[XML-SIG] More entity stuff

Lars Marius Garshol larsga@ifi.uio.no
24 Jun 1999 00:04:04 +0200


* Dan Libby
| 
| Okay, so I have a DTD with a bunch of entities copied from the html 3.2
| dtd.  They look like this:
| 
| <!ENTITY cent "&#162;">
| 
| When this is run through xmlproc (xmlval), the entities are ignored.
| sort of. 

This is a bug. I've seen it before, but thought I'd fixed it.
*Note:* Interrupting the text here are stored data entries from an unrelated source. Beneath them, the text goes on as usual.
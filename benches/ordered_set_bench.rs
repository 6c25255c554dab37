//! OrderedSet benchmark.
//!
//! Measures incremental `append`, membership tests, and removal from the
//! front of the set, which forces every remaining position to shift.

use criterion::{BatchSize, BenchmarkId, Criterion, criterion_group, criterion_main};
use ordkit::collection::OrderedSet;
use std::hint::black_box;

const SIZES: [u32; 3] = [100, 1000, 10000];

fn generate_set(size: u32) -> OrderedSet<u32> {
    (0..size).collect()
}

fn batch_size_for(size: u32) -> BatchSize {
    if size < 1000 {
        BatchSize::SmallInput
    } else {
        BatchSize::LargeInput
    }
}

fn benchmark_append(criterion: &mut Criterion) {
    let mut group = criterion.benchmark_group("ordered_set_append");

    for size in SIZES {
        group.bench_with_input(BenchmarkId::new("append", size), &size, |bencher, &size| {
            bencher.iter(|| {
                let mut set = OrderedSet::with_capacity(size as usize);
                for element in 0..size {
                    set.append(black_box(element));
                }
                black_box(set)
            });
        });
    }

    group.finish();
}

fn benchmark_contains(criterion: &mut Criterion) {
    let mut group = criterion.benchmark_group("ordered_set_contains");

    for size in SIZES {
        let set = generate_set(size);
        group.bench_with_input(BenchmarkId::new("contains", size), &size, |bencher, &size| {
            bencher.iter(|| {
                let mut hits = 0_u32;
                for element in (0..size * 2).step_by(3) {
                    hits += u32::from(set.contains(black_box(&element)));
                }
                black_box(hits)
            });
        });
    }

    group.finish();
}

fn benchmark_remove_front(criterion: &mut Criterion) {
    let mut group = criterion.benchmark_group("ordered_set_remove_front");

    for size in SIZES {
        let base_set = generate_set(size);
        group.bench_with_input(
            BenchmarkId::new("remove_front", size),
            &size,
            |bencher, &size| {
                bencher.iter_batched(
                    || base_set.clone(),
                    |mut set| {
                        for element in 0..size.min(100) {
                            let _ = set.remove(black_box(&element));
                        }
                        black_box(set)
                    },
                    batch_size_for(size),
                );
            },
        );
    }

    group.finish();
}

criterion_group!(
    benches,
    benchmark_append,
    benchmark_contains,
    benchmark_remove_front
);
criterion_main!(benches);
The
trouble is that the entity is only one character long (after the
character reference is resolved) and that causes xmlproc to screw up
for some reason.

If you insert a space in the declaration (before or after) the
character reference the problem goes away.

This turned out to be a rather subtle problem and finding a solution
that passed the regression test in a satisfying way took a while.
The patches below seem correct, though.

Thanks for reporting this!


=== xmlproc.py
***************
*** 72,78 ****
      def do_parse(self):
  	"Does the actual parsing."
  	try:
! 	    while self.pos+1<self.datasize:
  		prepos=self.pos
  
  		if self.data[self.pos]=="<":
--- 72,78 ----
      def do_parse(self):
  	"Does the actual parsing."
  	try:
! 	    while self.pos<self.datasize:
  		prepos=self.pos
  
  		if self.data[self.pos]=="<":
***************
*** 437,443 ****
              
  	if ent.is_internal():
  	    self.push_entity(self.get_current_sysid(),ent.value)
! 	    self.do_parse()
  	    self.flush()
  	    self.pop_entity()
  	else:
--- 435,447 ----
              
  	if ent.is_internal():
  	    self.push_entity(self.get_current_sysid(),ent.value)
!             try:
!                 self.do_parse()
!             except OutOfDataException: # Ran out of data before done
!                 self.report_error(3001)
!             except IndexError:         # Ran out of data before done
!                 self.report_error(3001)
!             
  	    self.flush()
  	    self.pop_entity()
  	else:


=== xmlutils.py
***************
*** 116,121 ****
--- 116,122 ----
  	self.last_break=0
  	self.datasize=len(contents)
  	self.last_upd_pos=0
+         self.final=1
  
      def pop_entity(self):
  	"Skips out of the current entity and back to the previous one."

--Lars M.